Рассказ о четырех словах, которые без помощи татуировщика и чернил сами по себе появились на руке Биби, не испугал Тобу Рингельбаум. Ей также не нужно было особо стараться поверить в услышанное. Писательница не делала большой тайны из того, что во время своего заключения в Терезиенштадте и впоследствии, когда ее освободили из Аушвица за несколько часов до того, как по плану должны были убить, она не раз становилась свидетельницей событий, не поддающихся рациональному объяснению. Все законы природы и логики в тех случаях не действовали, и Тоба оставалась в живых тогда, когда это было попросту невозможно. Некоторые назвали бы все произошедшее совпадениями, орудием судьбы, но другие сочли бы случившееся чудесами, а чудесам, как известно, совершенно незачем считаться с судьбой. Тоба никогда не вдавалась в конкретные описания того, что с ней произошло. Даже своему супругу Максу она ничего не рассказала. Она считала все эти переживания слишком личными. К тому же было бы весьма затруднительно поведать об этом посредством обычной человеческой речи. Неописуемое перестает быть неописуемым, если его кто-то пытается описать.

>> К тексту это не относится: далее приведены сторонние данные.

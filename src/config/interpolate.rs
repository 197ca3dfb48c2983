//! `{{ name }}` placeholder rendering for message and instruction templates.
//!
//! Plain names resolve from the caller's variables; `context.<attr>` resolves
//! from the evaluation context. Unknown placeholders render empty.

use once_cell::sync::Lazy;
use regex::{Captures, Regex};
use serde_json::Value;
use std::collections::HashMap;

use crate::types::EvaluationContext;

static PLACEHOLDER: Lazy<Regex> = Lazy::new(|| {
    Regex::new(r"\{\{\s*([A-Za-z_][A-Za-z0-9_\-]*(?:\.[A-Za-z_][A-Za-z0-9_\-]*)?)\s*\}\}")
        .expect("placeholder pattern is valid")
});

const CONTEXT_PREFIX: &str = "context.";

fn display(value: &Value) -> String {
    match value {
        Value::Null => String::new(),
        Value::String(s) => s.clone(),
        other => other.to_string(),
    }
}

pub fn render(
    template: &str,
    variables: &HashMap<String, Value>,
    context: &EvaluationContext,
) -> String {
    PLACEHOLDER
        .replace_all(template, |caps: &Captures| {
            let name = &caps[1];
            let value = match name.strip_prefix(CONTEXT_PREFIX) {
                Some(attr) => context.attribute(attr),
                None => variables.get(name).cloned(),
            };
            value.as_ref().map(display).unwrap_or_default()
        })
        .into_owned()
}
//! Provider 驱动：将统一的 AI 配置转换为各厂商的调用载荷
//!
//! Provider drivers. Each supported provider family has one stateless driver
//! that turns a resolved [`AiConfig`] into the provider's call payload and
//! knows where that provider puts usage data and response text.
//!
//! Dispatch is a closed table: [`ProviderKind::driver`] maps every kind to
//! its driver at compile time, and [`ProviderKind::from_name`] rejects names
//! outside the table with [`Error::UnsupportedProvider`].

pub mod bedrock;
pub mod gemini;
pub mod langchain;
pub mod openai;

use serde::{Deserialize, Serialize};
use serde_json::Value;
use std::fmt;
use std::str::FromStr;

use crate::config::{AiConfig, ModelConfig};
use crate::error::{Error, ErrorContext};
use crate::normalize::{normalize, NormalizedRequest, RolePolicy};
use crate::types::Message;
use crate::usage::{ResponseShape, UsageSource};
use crate::Result;

pub use bedrock::BedrockDriver;
pub use gemini::GeminiDriver;
pub use langchain::{LangChainDriver, LangGraphDriver};
pub use openai::OpenAiDriver;

/// Supported provider families.
///
/// Deserializes through [`ProviderKind::from_name`], so aliases such as
/// `google_genai` are accepted wherever a kind is read from YAML or JSON.
#[derive(Debug, Clone, Copy, PartialEq, Eq, Hash, Serialize, Deserialize)]
#[serde(rename_all = "lowercase", try_from = "String")]
pub enum ProviderKind {
    /// Managed model hosting, Converse API.
    Bedrock,
    /// Chat-completions API.
    OpenAi,
    /// Generative-AI `generateContent` API.
    Gemini,
    /// Agent framework chat model.
    LangChain,
    /// Agent framework ReAct agent.
    LangGraph,
}

static BEDROCK: BedrockDriver = BedrockDriver;
static OPENAI: OpenAiDriver = OpenAiDriver;
static GEMINI: GeminiDriver = GeminiDriver;
static LANGCHAIN: LangChainDriver = LangChainDriver;
static LANGGRAPH: LangGraphDriver = LangGraphDriver;

impl ProviderKind {
    pub const ALL: [ProviderKind; 5] = [
        ProviderKind::Bedrock,
        ProviderKind::OpenAi,
        ProviderKind::Gemini,
        ProviderKind::LangChain,
        ProviderKind::LangGraph,
    ];

    pub fn as_str(&self) -> &'static str {
        match self {
            ProviderKind::Bedrock => "bedrock",
            ProviderKind::OpenAi => "openai",
            ProviderKind::Gemini => "gemini",
            ProviderKind::LangChain => "langchain",
            ProviderKind::LangGraph => "langgraph",
        }
    }

    /// Resolve a provider family by name (case-insensitive).
    pub fn from_name(name: &str) -> Result<Self> {
        match name.trim().to_lowercase().as_str() {
            "bedrock" => Ok(ProviderKind::Bedrock),
            "openai" => Ok(ProviderKind::OpenAi),
            "gemini" | "google" | "google_genai" => Ok(ProviderKind::Gemini),
            "langchain" => Ok(ProviderKind::LangChain),
            "langgraph" => Ok(ProviderKind::LangGraph),
            _ => Err(Error::UnsupportedProvider {
                name: name.to_string(),
            }),
        }
    }

    /// The dispatch table.
    pub fn driver(&self) -> &'static dyn ProviderDriver {
        match self {
            ProviderKind::Bedrock => &BEDROCK,
            ProviderKind::OpenAi => &OPENAI,
            ProviderKind::Gemini => &GEMINI,
            ProviderKind::LangChain => &LANGCHAIN,
            ProviderKind::LangGraph => &LANGGRAPH,
        }
    }

    /// Whether the kind is a plain HTTP API rather than an in-process framework.
    pub fn is_http_native(&self) -> bool {
        matches!(
            self,
            ProviderKind::Bedrock | ProviderKind::OpenAi | ProviderKind::Gemini
        )
    }
}

impl fmt::Display for ProviderKind {
    fn fmt(&self, f: &mut fmt::Formatter<'_>) -> fmt::Result {
        f.write_str(self.as_str())
    }
}

impl FromStr for ProviderKind {
    type Err = Error;

    fn from_str(s: &str) -> Result<Self> {
        ProviderKind::from_name(s)
    }
}

impl TryFrom<String> for ProviderKind {
    type Error = Error;

    fn try_from(name: String) -> Result<Self> {
        ProviderKind::from_name(&name)
    }
}

/// A provider call ready to hand to a [`crate::transport::ProviderClient`].
#[derive(Debug, Clone, PartialEq)]
pub struct ProviderRequest {
    pub kind: ProviderKind,
    /// Model identifier; some providers take it in the URL instead of the body.
    pub model: String,
    pub body: Value,
}

impl ProviderRequest {
    /// Length of the body's `messages` list; zero when it has none.
    pub fn message_count(&self) -> usize {
        self.body
            .get("messages")
            .and_then(Value::as_array)
            .map(Vec::len)
            .unwrap_or(0)
    }
}

/// A raw provider response tagged with the family that produced it.
#[derive(Debug, Clone, PartialEq)]
pub struct ProviderResponse {
    pub kind: ProviderKind,
    pub body: Value,
}

impl ProviderResponse {
    pub fn new(kind: ProviderKind, body: Value) -> Self {
        Self { kind, body }
    }

    /// Generated text, when the response carries any.
    pub fn text(&self) -> Option<String> {
        self.kind.driver().response_text(&self.body)
    }
}

impl UsageSource for ProviderResponse {
    fn response_shape(&self) -> ResponseShape {
        self.kind.driver().response_shape(&self.body)
    }
}

/// Sampling parameters every driver knows how to place.
#[derive(Debug, Clone, Copy, Default, PartialEq)]
pub struct SamplingParams {
    pub temperature: Option<f64>,
    pub max_tokens: Option<u64>,
    pub top_p: Option<f64>,
}

impl SamplingParams {
    pub fn from_model(model: &ModelConfig) -> Self {
        Self {
            temperature: model.parameter_f64("temperature"),
            max_tokens: model.parameter_u64("max_tokens"),
            top_p: model.parameter_f64("top_p"),
        }
    }

    pub fn is_empty(&self) -> bool {
        self.temperature.is_none() && self.max_tokens.is_none() && self.top_p.is_none()
    }
}

/// Core trait for provider-specific payload adaptation.
///
/// Drivers are stateless; the same instance serves every call.
pub trait ProviderDriver: Send + Sync + fmt::Debug {
    fn kind(&self) -> ProviderKind;

    /// Build the call payload from a config and its normalized prompt.
    fn build_body(&self, config: &AiConfig, prompt: &NormalizedRequest) -> Result<Value>;

    /// Classify a raw response for usage extraction.
    fn response_shape(&self, body: &Value) -> ResponseShape;

    /// Pull the generated text out of a raw response.
    fn response_text(&self, body: &Value) -> Option<String>;
}

/// Normalize `config.messages` followed by `extra` and build the request for `kind`.
pub fn build_request(
    kind: ProviderKind,
    config: &AiConfig,
    extra: &[Message],
    policy: RolePolicy,
) -> Result<ProviderRequest> {
    if config.model.name.trim().is_empty() {
        return Err(Error::validation_with_context(
            "model name must not be empty",
            ErrorContext::new()
                .with_field_path("model.name")
                .with_source(kind.as_str()),
        ));
    }

    let mut prompt = normalize(&config.messages, policy)?;
    prompt.extend(extra, policy)?;

    let body = kind.driver().build_body(config, &prompt)?;
    Ok(ProviderRequest {
        kind,
        model: config.model.name.clone(),
        body,
    })
}

/// `[{"role": ..., "content": "..."}]` for providers with flat text turns.
pub(crate) fn flat_turns(messages: &[Message]) -> Value {
    Value::Array(
        messages
            .iter()
            .map(|m| serde_json::json!({ "role": m.role.as_str(), "content": m.content }))
            .collect(),
    )
}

Когда Пого закончил свой рассказ, Пэкстон раскрыл блокнот с пумой и газелью на обложке и показал строчки, недавно возникшие на чистой странице. Тоба внимательно слушала. Она больше не притронулась к приправленному алкоголем кофе. Мужчина рассказал, как эти строки появились, а потом прочел их. Пэкстон не знал, было ли то, о чем Тоба только что узнала, более или менее удивительным по сравнению с событиями, свидетельницей которых она стала в гетто и лагере смерти, но улыбка, скользнувшая по губам старушки, дала мужчине право считать, что давние и современные чудеса имеют что-то общее между собой.
– Значит, дела у Биби не столь безнадежны, как я думала, – отставляя от себя чашку, сказала Тоба.
– С какой стати ей обращаться к вам, называя вас Галиной Берг, вашим литературным псевдонимом? – спросил Пэкс.
– Не знаю, – ответила Тоба, – очень странно.
– А кто такой Роберт Уоррен Фолкнер?
– Никогда не слыхала о человеке с такой фамилией.
– Главное, кто такая эта Эшли Белл?
114. Ужасная женщина и ужасный ударТуман, который Биби вобрала себе в легкие на пару секунд, заполнил ее голову. Марисса Хофлайн-Воршак говорила о событиях, о которых просто не могла знать: «Он спросил у тебя, чего бы тебе хотелось больше всего, а ты ответила: забыть. Вот только тогда тебе нужно было куда больше, чем просто забыть. Сейчас же ты нуждаешься совсем в другом». Она не знала Капитана. Дед умер за много лет до того, как эта ужасная женщина вошла в жизнь Биби.